___ Data to process

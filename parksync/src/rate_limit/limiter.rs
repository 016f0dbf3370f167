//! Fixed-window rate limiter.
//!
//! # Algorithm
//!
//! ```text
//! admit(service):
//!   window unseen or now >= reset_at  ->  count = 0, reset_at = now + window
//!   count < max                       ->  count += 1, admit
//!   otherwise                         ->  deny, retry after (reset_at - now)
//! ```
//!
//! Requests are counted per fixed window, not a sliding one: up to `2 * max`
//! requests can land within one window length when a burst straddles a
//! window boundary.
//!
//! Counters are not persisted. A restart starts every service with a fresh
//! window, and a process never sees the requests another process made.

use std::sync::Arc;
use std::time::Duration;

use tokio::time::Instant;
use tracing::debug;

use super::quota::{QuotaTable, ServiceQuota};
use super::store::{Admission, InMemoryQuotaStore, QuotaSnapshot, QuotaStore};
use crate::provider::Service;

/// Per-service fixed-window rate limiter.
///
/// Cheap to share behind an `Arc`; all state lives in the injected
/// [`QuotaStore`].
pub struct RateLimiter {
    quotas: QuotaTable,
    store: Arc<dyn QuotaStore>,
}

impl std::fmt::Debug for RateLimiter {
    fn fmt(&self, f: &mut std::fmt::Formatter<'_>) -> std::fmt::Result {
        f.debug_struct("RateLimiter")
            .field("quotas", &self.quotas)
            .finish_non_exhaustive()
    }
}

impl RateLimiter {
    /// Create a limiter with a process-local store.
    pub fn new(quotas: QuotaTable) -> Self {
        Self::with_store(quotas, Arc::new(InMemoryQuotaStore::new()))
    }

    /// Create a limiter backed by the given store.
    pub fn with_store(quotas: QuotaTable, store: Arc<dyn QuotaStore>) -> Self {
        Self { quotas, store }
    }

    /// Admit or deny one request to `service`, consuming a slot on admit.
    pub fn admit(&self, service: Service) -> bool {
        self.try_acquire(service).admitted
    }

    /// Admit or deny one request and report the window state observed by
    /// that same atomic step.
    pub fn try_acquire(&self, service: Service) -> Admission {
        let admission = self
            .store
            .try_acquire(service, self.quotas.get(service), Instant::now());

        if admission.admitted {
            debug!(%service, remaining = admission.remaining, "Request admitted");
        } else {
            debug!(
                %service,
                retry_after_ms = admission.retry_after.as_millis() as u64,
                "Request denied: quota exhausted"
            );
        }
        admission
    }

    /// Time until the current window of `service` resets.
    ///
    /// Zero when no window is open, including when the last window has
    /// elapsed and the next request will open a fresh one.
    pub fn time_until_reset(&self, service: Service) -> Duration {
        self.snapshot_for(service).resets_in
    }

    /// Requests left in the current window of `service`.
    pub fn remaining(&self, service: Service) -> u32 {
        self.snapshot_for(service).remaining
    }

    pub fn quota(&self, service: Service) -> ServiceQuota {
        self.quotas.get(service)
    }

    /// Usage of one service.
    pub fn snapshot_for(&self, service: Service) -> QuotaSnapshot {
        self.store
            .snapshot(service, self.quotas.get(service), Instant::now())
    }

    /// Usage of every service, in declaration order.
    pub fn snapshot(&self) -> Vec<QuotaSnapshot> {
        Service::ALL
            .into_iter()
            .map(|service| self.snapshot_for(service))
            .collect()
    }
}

______

§ Brief
Give back every line of the data exactly as it was written.

§ Answer
filename parksync/src/rate_limit/limiter.rs
repository 016f0dbf3370f167
//! Fixed-window rate limiter.
//!
//! # Algorithm
//!
//! ```text
//! admit(service):
//!   window unseen or now >= reset_at  ->  count = 0, reset_at = now + window
//!   count < max                       ->  count += 1, admit
//!   otherwise                         ->  deny, retry after (reset_at - now)
//! ```
//!
//! Requests are counted per fixed window, not a sliding one: up to `2 * max`
//! requests can land within one window length when a burst straddles a
//! window boundary.
//!
//! Counters are not persisted. A restart starts every service with a fresh
//! window, and a process never sees the requests another process made.

use std::sync::Arc;
use std::time::Duration;

use tokio::time::Instant;
use tracing::debug;

use super::quota::{QuotaTable, ServiceQuota};
use super::store::{Admission, InMemoryQuotaStore, QuotaSnapshot, QuotaStore};
use crate::provider::Service;

/// Per-service fixed-window rate limiter.
///
/// Cheap to share behind an `Arc`; all state lives in the injected
/// [`QuotaStore`].
pub struct RateLimiter {
    quotas: QuotaTable,
    store: Arc<dyn QuotaStore>,
}

impl std::fmt::Debug for RateLimiter {
    fn fmt(&self, f: &mut std::fmt::Formatter<'_>) -> std::fmt::Result {
        f.debug_struct("RateLimiter")
            .field("quotas", &self.quotas)
            .finish_non_exhaustive()
    }
}

impl RateLimiter {
    /// Create a limiter with a process-local store.
    pub fn new(quotas: QuotaTable) -> Self {
        Self::with_store(quotas, Arc::new(InMemoryQuotaStore::new()))
    }

    /// Create a limiter backed by the given store.
    pub fn with_store(quotas: QuotaTable, store: Arc<dyn QuotaStore>) -> Self {
        Self { quotas, store }
    }

    /// Admit or deny one request to `service`, consuming a slot on admit.
    pub fn admit(&self, service: Service) -> bool {
        self.try_acquire(service).admitted
    }

    /// Admit or deny one request and report the window state observed by
    /// that same atomic step.
    pub fn try_acquire(&self, service: Service) -> Admission {
        let admission = self
            .store
            .try_acquire(service, self.quotas.get(service), Instant::now());

        if admission.admitted {
            debug!(%service, remaining = admission.remaining, "Request admitted");
        } else {
            debug!(
                %service,
                retry_after_ms = admission.retry_after.as_millis() as u64,
                "Request denied: quota exhausted"
            );
        }
        admission
    }

    /// Time until the current window of `service` resets.
    ///
    /// Zero when no window is open, including when the last window has
    /// elapsed and the next request will open a fresh one.
    pub fn time_until_reset(&self, service: Service) -> Duration {
        self.snapshot_for(service).resets_in
    }

    /// Requests left in the current window of `service`.
    pub fn remaining(&self, service: Service) -> u32 {
        self.snapshot_for(service).remaining
    }

    pub fn quota(&self, service: Service) -> ServiceQuota {
        self.quotas.get(service)
    }

    /// Usage of one service.
    pub fn snapshot_for(&self, service: Service) -> QuotaSnapshot {
        self.store
            .snapshot(service, self.quotas.get(service), Instant::now())
    }

    /// Usage of every service, in declaration order.
    pub fn snapshot(&self) -> Vec<QuotaSnapshot> {
        Service::ALL
            .into_iter()
            .map(|service| self.snapshot_for(service))
            .collect()
    }
}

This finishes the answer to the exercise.